-- Opening Marker --

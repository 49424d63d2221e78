//! The MulPir server: query expansion and response computation.

use std::sync::Arc;

use briar_he::bfv::{BfvContext, Ciphertext, EvaluationKey, TensorProduct};
use briar_he::{Coeff, Eval, HeError};
use briar_math::{ceil_log2, is_power_of_two, log2};
use tracing::{debug, info_span};

use crate::database::ProcessedDatabase;
use crate::error::{PirError, Result};
use crate::messages::{Query, Reply, Response};
use crate::parameter::IndexPirParameter;

/// The server side of a MulPir instance.
pub struct MulPirServer {
	context: Arc<BfvContext>,
	parameter: IndexPirParameter,
	database: ProcessedDatabase,
}

impl MulPirServer {
	/// Binds a server to agreed parameters and a processed database.
	pub fn new(
		context: &Arc<BfvContext>,
		parameter: IndexPirParameter,
		database: ProcessedDatabase,
	) -> Result<Self> {
		if database.parameter() != &parameter {
			return Err(PirError::ValidationError {
				reason: "database was processed under different parameters".to_string(),
			});
		}
		Ok(Self {
			context: Arc::clone(context),
			parameter,
			database,
		})
	}

	/// The agreed parameters.
	pub fn parameter(&self) -> &IndexPirParameter {
		&self.parameter
	}

	/// Applies the expansion automorphism `x -> x^((1 << power) + 1)`,
	/// substituting a kept key applied `2^(power - j)` times when key
	/// compression dropped the element itself.
	fn apply_expansion_galois(
		&self,
		ciphertext: &Ciphertext<Coeff>,
		power: u32,
		evaluation_key: &EvaluationKey,
	) -> Result<Ciphertext<Coeff>> {
		let element = (1u64 << power) + 1;
		if evaluation_key.has_galois_key(element) {
			return Ok(ciphertext.apply_galois(element, evaluation_key)?);
		}
		// Kept elements are all of the form (1 << j) + 1; the largest j
		// below `power` minimizes the number of substitutions, and every
		// kept power is at least ceil((log2(N) + 1) / 2), which is what
		// makes the squaring chain land on (1 << power) + 1.
		let substitute = evaluation_key
			.galois_elements()
			.filter_map(|kept| {
				let low = kept.checked_sub(1)?;
				(is_power_of_two(low) && log2(low) < power).then(|| log2(low))
			})
			.max()
			.ok_or(HeError::MissingGaloisKey { element })?;
		let repetitions = 1usize << (power - substitute);
		let substitute_element = (1u64 << substitute) + 1;
		let mut result = ciphertext.clone();
		for _ in 0..repetitions {
			result = result.apply_galois(substitute_element, evaluation_key)?;
		}
		Ok(result)
	}

	/// Expands one compressed ciphertext into `count` indicator
	/// ciphertexts via halving with Galois automorphisms.
	fn expand_ciphertext(
		&self,
		ciphertext: &Ciphertext<Coeff>,
		count: usize,
		evaluation_key: &EvaluationKey,
	) -> Result<Vec<Ciphertext<Coeff>>> {
		let log_degree = log2(self.context.degree() as u64);
		let depth = ceil_log2(count as u64);
		let mut expanded = vec![ciphertext.clone()];
		for level in 0..depth {
			let power = log_degree - level;
			let half = expanded.len();
			let mut even = Vec::with_capacity(half);
			let mut odd = Vec::with_capacity(half);
			for current in &expanded {
				let substituted = self.apply_expansion_galois(current, power, evaluation_key)?;
				even.push(current.add(&substituted));

				let mut shifted = current.clone();
				shifted.multiply_power_of_x(-(1i64 << level));
				let shifted_substituted =
					self.apply_expansion_galois(&shifted, power, evaluation_key)?;
				odd.push(shifted.add(&shifted_substituted));
			}
			even.extend(odd);
			expanded = even;
		}
		expanded.truncate(count);
		Ok(expanded)
	}

	/// Expands a query into its `dimension_sum * indices_count` indicator
	/// ciphertexts.
	pub fn expand_query(
		&self,
		query: &Query,
		evaluation_key: &EvaluationKey,
	) -> Result<Vec<Ciphertext<Coeff>>> {
		let degree = self.context.degree();
		let dimension_sum: usize = self.parameter.dimensions.iter().sum();
		let total_slots = dimension_sum * query.indices_count;
		let expected = total_slots.div_ceil(degree);
		if query.indices_count == 0 || query.indices_count > self.parameter.batch_size {
			return Err(PirError::InvalidBatchSize {
				actual: query.indices_count,
				expected: self.parameter.batch_size,
			});
		}
		if query.ciphertexts.len() != expected {
			return Err(PirError::ValidationError {
				reason: format!(
					"query holds {} ciphertexts, expected {expected}",
					query.ciphertexts.len()
				),
			});
		}
		let mut expanded = Vec::with_capacity(total_slots);
		for (block, ciphertext) in query.ciphertexts.iter().enumerate() {
			let slots = degree.min(total_slots - block * degree);
			expanded.extend(self.expand_ciphertext(ciphertext, slots, evaluation_key)?);
		}
		Ok(expanded)
	}

	/// Computes the response: per batched index, a per-chunk pipeline of
	/// first-dimension plaintext inner products, a ciphertext-ciphertext
	/// fold over the second dimension with one relinearization, and a
	/// final switch to a single modulus.
	///
	/// Chunks (and batched queries) are independent; a parallel driver may
	/// compute them in any order as long as results land in their assigned
	/// positions.
	pub fn compute_response(
		&self,
		query: &Query,
		evaluation_key: &EvaluationKey,
	) -> Result<Response> {
		let span = info_span!("pir_compute_response", queries = query.indices_count);
		let _entered = span.enter();

		let expanded = self.expand_query(query, evaluation_key)?;
		let dimension_sum: usize = self.parameter.dimensions.iter().sum();

		let mut replies = Vec::with_capacity(query.indices_count);
		for query_index in 0..query.indices_count {
			let offset = query_index * dimension_sum;
			replies.push(
				self.compute_reply(&expanded[offset..offset + dimension_sum], evaluation_key)?,
			);
		}
		debug!(replies = replies.len(), "computed PIR response");
		Ok(Response {
			replies,
		})
	}

	/// Computes one reply from a single query's expanded indicator
	/// ciphertexts.
	pub(crate) fn compute_reply(
		&self,
		indicators: &[Ciphertext<Coeff>],
		evaluation_key: &EvaluationKey,
	) -> Result<Reply> {
		let dimensions = &self.parameter.dimensions;
		let first_dimension = dimensions[0];
		let remaining: usize = dimensions.iter().skip(1).product::<usize>().max(1);
		let chunk_count = self.database.chunk_count();

		let first_queries: Vec<Ciphertext<Eval>> = indicators[..first_dimension]
			.iter()
			.map(|ciphertext| ciphertext.clone().to_eval())
			.collect::<std::result::Result<_, _>>()?;
		let rest_queries = &indicators[first_dimension..];

		let mut ciphertexts = Vec::with_capacity(chunk_count);
		for chunk in 0..chunk_count {
			let slots = self.database.chunk(chunk);
			let mut columns = Vec::with_capacity(remaining);
			for column in 0..remaining {
				let window = &slots[column * first_dimension..(column + 1) * first_dimension];
				let product = Ciphertext::inner_product_plain(
					&first_queries,
					window.iter().map(Option::as_ref),
				)?;
				columns.push(product.to_coeff()?);
			}
			let mut folded = if dimensions.len() == 1 {
				columns.pop().expect("one column in one dimension")
			} else {
				let mut accumulator = TensorProduct::new(&self.context)?;
				for (column, rest_query) in columns.iter().zip(rest_queries) {
					accumulator.accumulate(column, rest_query)?;
				}
				let mut product = accumulator.finalize()?;
				product.relinearize(evaluation_key)?;
				product
			};
			folded.mod_switch_to_single()?;
			ciphertexts.push(folded);
		}
		Ok(Reply {
			ciphertexts,
		})
	}
}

-- Closing Marker --

* About this task
What is wanted is every line above, written out exactly.

* Solution to this problem
repository 49424d63d2221e78
//! The MulPir server: query expansion and response computation.

use std::sync::Arc;

use briar_he::bfv::{BfvContext, Ciphertext, EvaluationKey, TensorProduct};
use briar_he::{Coeff, Eval, HeError};
use briar_math::{ceil_log2, is_power_of_two, log2};
use tracing::{debug, info_span};

use crate::database::ProcessedDatabase;
use crate::error::{PirError, Result};
use crate::messages::{Query, Reply, Response};
use crate::parameter::IndexPirParameter;

/// The server side of a MulPir instance.
pub struct MulPirServer {
	context: Arc<BfvContext>,
	parameter: IndexPirParameter,
	database: ProcessedDatabase,
}

impl MulPirServer {
	/// Binds a server to agreed parameters and a processed database.
	pub fn new(
		context: &Arc<BfvContext>,
		parameter: IndexPirParameter,
		database: ProcessedDatabase,
	) -> Result<Self> {
		if database.parameter() != &parameter {
			return Err(PirError::ValidationError {
				reason: "database was processed under different parameters".to_string(),
			});
		}
		Ok(Self {
			context: Arc::clone(context),
			parameter,
			database,
		})
	}

	/// The agreed parameters.
	pub fn parameter(&self) -> &IndexPirParameter {
		&self.parameter
	}

	/// Applies the expansion automorphism `x -> x^((1 << power) + 1)`,
	/// substituting a kept key applied `2^(power - j)` times when key
	/// compression dropped the element itself.
	fn apply_expansion_galois(
		&self,
		ciphertext: &Ciphertext<Coeff>,
		power: u32,
		evaluation_key: &EvaluationKey,
	) -> Result<Ciphertext<Coeff>> {
		let element = (1u64 << power) + 1;
		if evaluation_key.has_galois_key(element) {
			return Ok(ciphertext.apply_galois(element, evaluation_key)?);
		}
		// Kept elements are all of the form (1 << j) + 1; the largest j
		// below `power` minimizes the number of substitutions, and every
		// kept power is at least ceil((log2(N) + 1) / 2), which is what
		// makes the squaring chain land on (1 << power) + 1.
		let substitute = evaluation_key
			.galois_elements()
			.filter_map(|kept| {
				let low = kept.checked_sub(1)?;
				(is_power_of_two(low) && log2(low) < power).then(|| log2(low))
			})
			.max()
			.ok_or(HeError::MissingGaloisKey { element })?;
		let repetitions = 1usize << (power - substitute);
		let substitute_element = (1u64 << substitute) + 1;
		let mut result = ciphertext.clone();
		for _ in 0..repetitions {
			result = result.apply_galois(substitute_element, evaluation_key)?;
		}
		Ok(result)
	}

	/// Expands one compressed ciphertext into `count` indicator
	/// ciphertexts via halving with Galois automorphisms.
	fn expand_ciphertext(
		&self,
		ciphertext: &Ciphertext<Coeff>,
		count: usize,
		evaluation_key: &EvaluationKey,
	) -> Result<Vec<Ciphertext<Coeff>>> {
		let log_degree = log2(self.context.degree() as u64);
		let depth = ceil_log2(count as u64);
		let mut expanded = vec![ciphertext.clone()];
		for level in 0..depth {
			let power = log_degree - level;
			let half = expanded.len();
			let mut even = Vec::with_capacity(half);
			let mut odd = Vec::with_capacity(half);
			for current in &expanded {
				let substituted = self.apply_expansion_galois(current, power, evaluation_key)?;
				even.push(current.add(&substituted));

				let mut shifted = current.clone();
				shifted.multiply_power_of_x(-(1i64 << level));
				let shifted_substituted =
					self.apply_expansion_galois(&shifted, power, evaluation_key)?;
				odd.push(shifted.add(&shifted_substituted));
			}
			even.extend(odd);
			expanded = even;
		}
		expanded.truncate(count);
		Ok(expanded)
	}

	/// Expands a query into its `dimension_sum * indices_count` indicator
	/// ciphertexts.
	pub fn expand_query(
		&self,
		query: &Query,
		evaluation_key: &EvaluationKey,
	) -> Result<Vec<Ciphertext<Coeff>>> {
		let degree = self.context.degree();
		let dimension_sum: usize = self.parameter.dimensions.iter().sum();
		let total_slots = dimension_sum * query.indices_count;
		let expected = total_slots.div_ceil(degree);
		if query.indices_count == 0 || query.indices_count > self.parameter.batch_size {
			return Err(PirError::InvalidBatchSize {
				actual: query.indices_count,
				expected: self.parameter.batch_size,
			});
		}
		if query.ciphertexts.len() != expected {
			return Err(PirError::ValidationError {
				reason: format!(
					"query holds {} ciphertexts, expected {expected}",
					query.ciphertexts.len()
				),
			});
		}
		let mut expanded = Vec::with_capacity(total_slots);
		for (block, ciphertext) in query.ciphertexts.iter().enumerate() {
			let slots = degree.min(total_slots - block * degree);
			expanded.extend(self.expand_ciphertext(ciphertext, slots, evaluation_key)?);
		}
		Ok(expanded)
	}

	/// Computes the response: per batched index, a per-chunk pipeline of
	/// first-dimension plaintext inner products, a ciphertext-ciphertext
	/// fold over the second dimension with one relinearization, and a
	/// final switch to a single modulus.
	///
	/// Chunks (and batched queries) are independent; a parallel driver may
	/// compute them in any order as long as results land in their assigned
	/// positions.
	pub fn compute_response(
		&self,
		query: &Query,
		evaluation_key: &EvaluationKey,
	) -> Result<Response> {
		let span = info_span!("pir_compute_response", queries = query.indices_count);
		let _entered = span.enter();

		let expanded = self.expand_query(query, evaluation_key)?;
		let dimension_sum: usize = self.parameter.dimensions.iter().sum();

		let mut replies = Vec::with_capacity(query.indices_count);
		for query_index in 0..query.indices_count {
			let offset = query_index * dimension_sum;
			replies.push(
				self.compute_reply(&expanded[offset..offset + dimension_sum], evaluation_key)?,
			);
		}
		debug!(replies = replies.len(), "computed PIR response");
		Ok(Response {
			replies,
		})
	}

	/// Computes one reply from a single query's expanded indicator
	/// ciphertexts.
	pub(crate) fn compute_reply(
		&self,
		indicators: &[Ciphertext<Coeff>],
		evaluation_key: &EvaluationKey,
	) -> Result<Reply> {
		let dimensions = &self.parameter.dimensions;
		let first_dimension = dimensions[0];
		let remaining: usize = dimensions.iter().skip(1).product::<usize>().max(1);
		let chunk_count = self.database.chunk_count();

		let first_queries: Vec<Ciphertext<Eval>> = indicators[..first_dimension]
			.iter()
			.map(|ciphertext| ciphertext.clone().to_eval())
			.collect::<std::result::Result<_, _>>()?;
		let rest_queries = &indicators[first_dimension..];

		let mut ciphertexts = Vec::with_capacity(chunk_count);
		for chunk in 0..chunk_count {
			let slots = self.database.chunk(chunk);
			let mut columns = Vec::with_capacity(remaining);
			for column in 0..remaining {
				let window = &slots[column * first_dimension..(column + 1) * first_dimension];
				let product = Ciphertext::inner_product_plain(
					&first_queries,
					window.iter().map(Option::as_ref),
				)?;
				columns.push(product.to_coeff()?);
			}
			let mut folded = if dimensions.len() == 1 {
				columns.pop().expect("one column in one dimension")
			} else {
				let mut accumulator = TensorProduct::new(&self.context)?;
				for (column, rest_query) in columns.iter().zip(rest_queries) {
					accumulator.accumulate(column, rest_query)?;
				}
				let mut product = accumulator.finalize()?;
				product.relinearize(evaluation_key)?;
				product
			};
			folded.mod_switch_to_single()?;
			ciphertexts.push(folded);
		}
		Ok(Reply {
			ciphertexts,
		})
	}
}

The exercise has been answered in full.